Within the listing below, show every line that contains the word "ValidationError".

_____

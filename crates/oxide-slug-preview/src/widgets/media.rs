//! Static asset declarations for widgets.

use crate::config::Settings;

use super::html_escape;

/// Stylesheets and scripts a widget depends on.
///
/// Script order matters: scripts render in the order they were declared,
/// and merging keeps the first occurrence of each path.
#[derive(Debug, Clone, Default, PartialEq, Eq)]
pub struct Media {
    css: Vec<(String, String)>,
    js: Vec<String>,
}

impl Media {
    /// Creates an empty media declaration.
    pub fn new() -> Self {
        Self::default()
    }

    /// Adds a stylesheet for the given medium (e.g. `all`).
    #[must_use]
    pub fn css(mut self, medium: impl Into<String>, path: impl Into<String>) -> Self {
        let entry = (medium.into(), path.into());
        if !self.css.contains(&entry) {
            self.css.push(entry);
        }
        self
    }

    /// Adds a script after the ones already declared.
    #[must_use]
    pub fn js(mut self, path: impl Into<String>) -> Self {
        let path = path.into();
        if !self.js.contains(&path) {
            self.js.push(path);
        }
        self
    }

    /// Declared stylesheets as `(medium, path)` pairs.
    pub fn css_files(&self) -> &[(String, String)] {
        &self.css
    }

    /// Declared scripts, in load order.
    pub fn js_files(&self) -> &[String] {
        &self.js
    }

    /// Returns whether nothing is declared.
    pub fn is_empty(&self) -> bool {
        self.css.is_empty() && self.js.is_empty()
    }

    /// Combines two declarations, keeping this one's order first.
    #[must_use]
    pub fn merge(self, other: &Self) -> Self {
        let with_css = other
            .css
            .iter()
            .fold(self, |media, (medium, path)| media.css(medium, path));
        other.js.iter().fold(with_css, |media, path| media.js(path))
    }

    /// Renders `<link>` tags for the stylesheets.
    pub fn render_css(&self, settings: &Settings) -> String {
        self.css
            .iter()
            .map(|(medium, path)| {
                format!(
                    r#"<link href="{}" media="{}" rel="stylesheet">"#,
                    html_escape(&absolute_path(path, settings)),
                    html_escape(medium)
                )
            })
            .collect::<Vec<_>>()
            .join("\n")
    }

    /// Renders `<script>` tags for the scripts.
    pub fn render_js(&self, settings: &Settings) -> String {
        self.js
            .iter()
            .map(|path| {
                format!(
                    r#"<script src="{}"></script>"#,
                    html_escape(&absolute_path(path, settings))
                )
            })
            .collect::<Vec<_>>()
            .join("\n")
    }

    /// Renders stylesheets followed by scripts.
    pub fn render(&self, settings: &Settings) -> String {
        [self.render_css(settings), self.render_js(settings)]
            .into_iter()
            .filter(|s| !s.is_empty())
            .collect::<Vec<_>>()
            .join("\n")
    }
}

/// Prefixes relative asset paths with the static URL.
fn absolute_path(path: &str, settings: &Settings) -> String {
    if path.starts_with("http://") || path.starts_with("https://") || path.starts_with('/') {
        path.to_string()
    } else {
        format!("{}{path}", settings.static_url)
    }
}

_____

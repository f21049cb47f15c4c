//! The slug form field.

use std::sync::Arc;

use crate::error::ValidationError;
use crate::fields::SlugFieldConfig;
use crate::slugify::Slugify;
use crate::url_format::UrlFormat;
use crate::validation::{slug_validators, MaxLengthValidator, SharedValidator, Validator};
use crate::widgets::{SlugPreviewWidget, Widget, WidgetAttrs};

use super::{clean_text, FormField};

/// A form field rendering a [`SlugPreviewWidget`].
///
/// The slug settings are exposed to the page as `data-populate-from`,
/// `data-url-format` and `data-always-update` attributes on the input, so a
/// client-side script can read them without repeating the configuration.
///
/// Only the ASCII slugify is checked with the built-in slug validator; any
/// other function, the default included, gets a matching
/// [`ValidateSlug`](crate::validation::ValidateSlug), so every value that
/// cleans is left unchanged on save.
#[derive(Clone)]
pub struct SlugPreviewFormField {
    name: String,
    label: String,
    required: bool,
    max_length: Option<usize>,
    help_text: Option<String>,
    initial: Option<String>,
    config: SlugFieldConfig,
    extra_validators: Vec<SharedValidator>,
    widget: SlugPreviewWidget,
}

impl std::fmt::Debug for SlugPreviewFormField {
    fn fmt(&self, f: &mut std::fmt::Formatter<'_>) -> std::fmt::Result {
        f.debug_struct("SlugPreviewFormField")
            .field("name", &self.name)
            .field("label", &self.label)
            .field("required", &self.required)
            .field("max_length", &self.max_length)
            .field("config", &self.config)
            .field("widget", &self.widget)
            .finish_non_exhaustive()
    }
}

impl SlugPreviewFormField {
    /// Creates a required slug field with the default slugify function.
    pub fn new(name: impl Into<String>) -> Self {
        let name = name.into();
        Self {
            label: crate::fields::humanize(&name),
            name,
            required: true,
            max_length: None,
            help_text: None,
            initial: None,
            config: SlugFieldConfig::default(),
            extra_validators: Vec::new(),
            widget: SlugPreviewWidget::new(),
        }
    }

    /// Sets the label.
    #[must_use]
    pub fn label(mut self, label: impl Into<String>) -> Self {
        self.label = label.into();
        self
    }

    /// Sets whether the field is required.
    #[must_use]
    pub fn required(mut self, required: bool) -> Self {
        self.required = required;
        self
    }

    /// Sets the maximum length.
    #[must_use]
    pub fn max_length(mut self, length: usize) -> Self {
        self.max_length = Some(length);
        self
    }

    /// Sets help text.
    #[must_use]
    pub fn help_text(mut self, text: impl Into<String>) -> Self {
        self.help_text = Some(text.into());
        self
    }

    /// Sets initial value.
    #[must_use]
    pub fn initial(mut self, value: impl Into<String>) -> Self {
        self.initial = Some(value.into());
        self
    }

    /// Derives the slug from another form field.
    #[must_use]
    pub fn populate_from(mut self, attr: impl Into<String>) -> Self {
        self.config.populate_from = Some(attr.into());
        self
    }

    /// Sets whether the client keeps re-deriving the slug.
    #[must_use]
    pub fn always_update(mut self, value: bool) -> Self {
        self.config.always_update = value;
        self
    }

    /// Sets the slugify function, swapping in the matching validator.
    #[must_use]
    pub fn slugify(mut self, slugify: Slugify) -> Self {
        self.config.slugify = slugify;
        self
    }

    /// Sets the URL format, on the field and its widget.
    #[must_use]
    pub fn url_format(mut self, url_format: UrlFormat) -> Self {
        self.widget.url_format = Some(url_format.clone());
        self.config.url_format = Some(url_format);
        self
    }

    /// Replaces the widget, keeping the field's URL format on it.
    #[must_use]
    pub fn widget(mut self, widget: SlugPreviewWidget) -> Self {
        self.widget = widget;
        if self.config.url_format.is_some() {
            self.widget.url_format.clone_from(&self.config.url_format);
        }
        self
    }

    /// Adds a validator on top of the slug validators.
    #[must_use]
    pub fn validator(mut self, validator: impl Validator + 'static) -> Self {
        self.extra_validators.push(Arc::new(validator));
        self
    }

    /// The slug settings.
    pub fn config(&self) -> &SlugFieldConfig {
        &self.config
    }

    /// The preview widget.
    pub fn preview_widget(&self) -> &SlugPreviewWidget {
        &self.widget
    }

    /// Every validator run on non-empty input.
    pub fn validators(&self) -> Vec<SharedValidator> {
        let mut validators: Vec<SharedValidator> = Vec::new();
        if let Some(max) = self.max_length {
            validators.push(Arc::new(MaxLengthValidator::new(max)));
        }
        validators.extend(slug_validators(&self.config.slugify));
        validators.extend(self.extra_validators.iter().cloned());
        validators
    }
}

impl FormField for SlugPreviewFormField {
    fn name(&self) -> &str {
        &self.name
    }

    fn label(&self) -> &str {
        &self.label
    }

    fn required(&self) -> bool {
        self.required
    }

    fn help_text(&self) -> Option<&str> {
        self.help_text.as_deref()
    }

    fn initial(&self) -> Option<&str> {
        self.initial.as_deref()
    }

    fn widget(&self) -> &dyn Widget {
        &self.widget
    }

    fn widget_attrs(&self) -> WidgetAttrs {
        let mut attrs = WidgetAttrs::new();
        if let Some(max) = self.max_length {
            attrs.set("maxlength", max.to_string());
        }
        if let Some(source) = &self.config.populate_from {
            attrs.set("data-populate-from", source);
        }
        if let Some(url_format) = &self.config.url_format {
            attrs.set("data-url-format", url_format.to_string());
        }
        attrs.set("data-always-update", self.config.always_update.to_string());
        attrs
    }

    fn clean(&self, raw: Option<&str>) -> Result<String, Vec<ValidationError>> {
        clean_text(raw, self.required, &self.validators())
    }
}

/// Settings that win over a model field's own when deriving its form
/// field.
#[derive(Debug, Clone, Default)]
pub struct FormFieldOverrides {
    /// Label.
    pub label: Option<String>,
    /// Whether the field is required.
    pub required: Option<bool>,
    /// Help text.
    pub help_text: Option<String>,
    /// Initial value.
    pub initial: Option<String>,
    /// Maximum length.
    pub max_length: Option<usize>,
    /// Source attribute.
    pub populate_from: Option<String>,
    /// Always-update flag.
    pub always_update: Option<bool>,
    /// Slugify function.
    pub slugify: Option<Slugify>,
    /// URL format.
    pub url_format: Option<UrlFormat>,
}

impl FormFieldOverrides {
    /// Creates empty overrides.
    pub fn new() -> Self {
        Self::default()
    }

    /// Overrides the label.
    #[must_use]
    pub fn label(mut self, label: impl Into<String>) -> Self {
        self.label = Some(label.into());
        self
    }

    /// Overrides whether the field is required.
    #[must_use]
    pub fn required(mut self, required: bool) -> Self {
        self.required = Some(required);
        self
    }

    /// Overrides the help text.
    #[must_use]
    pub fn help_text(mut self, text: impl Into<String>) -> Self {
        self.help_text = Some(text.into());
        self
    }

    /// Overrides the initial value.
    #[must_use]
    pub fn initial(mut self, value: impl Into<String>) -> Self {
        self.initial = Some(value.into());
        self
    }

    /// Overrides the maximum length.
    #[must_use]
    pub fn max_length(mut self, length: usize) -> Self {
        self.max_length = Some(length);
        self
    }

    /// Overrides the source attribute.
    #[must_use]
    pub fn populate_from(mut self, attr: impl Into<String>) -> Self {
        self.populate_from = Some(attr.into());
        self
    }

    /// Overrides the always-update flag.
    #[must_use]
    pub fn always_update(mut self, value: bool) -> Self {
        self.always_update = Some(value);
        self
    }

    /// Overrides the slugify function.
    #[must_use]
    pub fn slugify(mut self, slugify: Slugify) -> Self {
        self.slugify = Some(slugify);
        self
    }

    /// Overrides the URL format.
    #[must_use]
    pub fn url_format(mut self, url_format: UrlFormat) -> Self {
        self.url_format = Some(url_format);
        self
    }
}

_____

### Expected answer
use crate::error::ValidationError;
    fn clean(&self, raw: Option<&str>) -> Result<String, Vec<ValidationError>> {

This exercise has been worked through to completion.